Benefits and potential risks
- Watchlists of individuals carry more sensitivities than those of journals or publishers as they can have an impact on scholars’ reputation and professional future, as well as issues over sharing of personal information. Watchlists of journals can be made public with reduced risks, although there have been cases where journals have tried to sue over their inclusion on such lists to mitigate reputational damage. More attention may need to be paid to intent and severity for individuals; for journals processes and modes of operation are more relevant. There is more scope for addressing individual misconduct than there is for journals.
- There are also now many ‘safelists’ and benchmarks used by agencies to emphasise trust. These include Think.Check.Submit, and membership or inclusion by DOAJ, Web of Science, OASPA, ICMJE as well as COPE.
- The greatest risk to the use of watchlists concerns data sharing and privacy, for example, under the General Data Protection Regulation (GDPR).
- Those using watchlists, even privately, should take their own legal counsel on this and related issues, especially if they plan to use them to invoke sanctions or impose barriers to publishing.
- Watchlists can only alert users to look for suspicious behaviour. Subsequent actions should be considered carefully, for example, more scrutiny in peer review.
- Acting together to identify unethical individuals, organisations or journals gives weight to the endeavour to protect the scholarly record and can be a positive step towards disrupting paper mills and peer review rings. A cross-industry response would also reduce the incidence of cases where journals keep suspicious articles in the submission system in order to prevent them being submitted elsewhere. However, caution is needed to avoid revealing too much about the criteria used, which could help paper mills to change tactics.
- A key challenge is to share information ethically in a way which allows journals and institutions to identify suspicious behaviour in advance of submission.
- The STM Integrity Hub’s Duplicate Submission Tracker is a tool to identify when authors submit the same paper to more than one journal or publisher. The Integrity Hub also has a working group exploring the use of watchlists for serious integrity issues and hopes to launch a pilot later in 2024.
- There may be useful models from healthcare or finance where similar risk factors have been addressed.
- Journals and institutions should make their points of contact for integrity issues clear in order to promote constructive conversation and transparency.
- Should all authors be included on a watchlist when integrity issues are identified, or solely the corresponding author? COPE advises including all coauthors in all communications about an article to ensure that they are aware and have an opportunity to respond.
Mitigations
- Individuals should be notified if they have been added to a watchlist and should have the right to appeal the decision.
- Attention should be paid to how watchlists operate alongside systems of double or triple anonymous peer review, or pre-preprint review systems such as Publish, Review, Curate.
- Editorial decisions must be transparent and backed up without reference to a secret list.
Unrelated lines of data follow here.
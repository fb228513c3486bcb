//! Relative-evaluation selection over a scored video pool.

use compscout_core::{CandidateVideo, CollectorSettings};

/// Absorbs binary rounding so that e.g. `90 * 0.7` floors to 63, not 62.
const RATIO_EPSILON: f64 = 1e-9;

/// Keeps a pool-size-dependent share of the highest-priority videos.
///
/// - pools of at least `ratio_min_pool` keep `floor(keep_ratio * N)`;
/// - pools of at least `absolute_cap` keep exactly `absolute_cap`;
/// - smaller pools are kept whole.
#[derive(Debug, Clone, PartialEq)]
pub struct VideoSelector {
    keep_ratio: f64,
    ratio_min_pool: usize,
    absolute_cap: usize,
}

impl Default for VideoSelector {
    fn default() -> Self {
        Self::from_settings(&CollectorSettings::default())
    }
}

impl VideoSelector {
    #[must_use]
    pub fn new(keep_ratio: f64, ratio_min_pool: usize, absolute_cap: usize) -> Self {
        Self {
            keep_ratio,
            ratio_min_pool,
            absolute_cap,
        }
    }

    #[must_use]
    pub fn from_settings(settings: &CollectorSettings) -> Self {
        Self::new(
            settings.video_keep_ratio,
            settings.video_ratio_min_pool,
            settings.video_absolute_cap,
        )
    }

    /// Number of videos kept from a pool of `pool_size`.
    #[must_use]
    pub fn keep_count(&self, pool_size: usize) -> usize {
        if pool_size >= self.ratio_min_pool {
            #[allow(
                clippy::cast_precision_loss,
                clippy::cast_possible_truncation,
                clippy::cast_sign_loss
            )]
            let kept = (pool_size as f64 * self.keep_ratio + RATIO_EPSILON).floor() as usize;
            kept.min(pool_size)
        } else if pool_size >= self.absolute_cap {
            self.absolute_cap
        } else {
            pool_size
        }
    }

    /// Select the top of `candidates` by priority.
    ///
    /// Candidates are stable-sorted by descending priority first, so equal
    /// scores keep provider order.
    #[must_use]
    pub fn select(&self, mut candidates: Vec<CandidateVideo>) -> Vec<CandidateVideo> {
        candidates.sort_by(|a, b| b.priority.total_cmp(&a.priority));
        let keep = self.keep_count(candidates.len());
        candidates.truncate(keep);
        candidates
    }
}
- Publishers could develop a credit score system for authors as an alternative to watchlists, building on initiatives like ORCID trust markers and the STM Researcher Identity Working Group. However, more work would be needed on the impact on credit scores of different types of retractions (for example, author-initiated retractions versus those for misconduct), and on the status of new researchers.
- Watchlists should be made available only to those in specified roles, such as integrity staff.
COPE does not recommend the use of lists which prevent anyone from accessing opportunities to publish, and advises that all parties consult legal counsel for individual cases.
COPE is exploring the need for guidance on ethical issues surrounding watchlists and welcomes comments on this topic.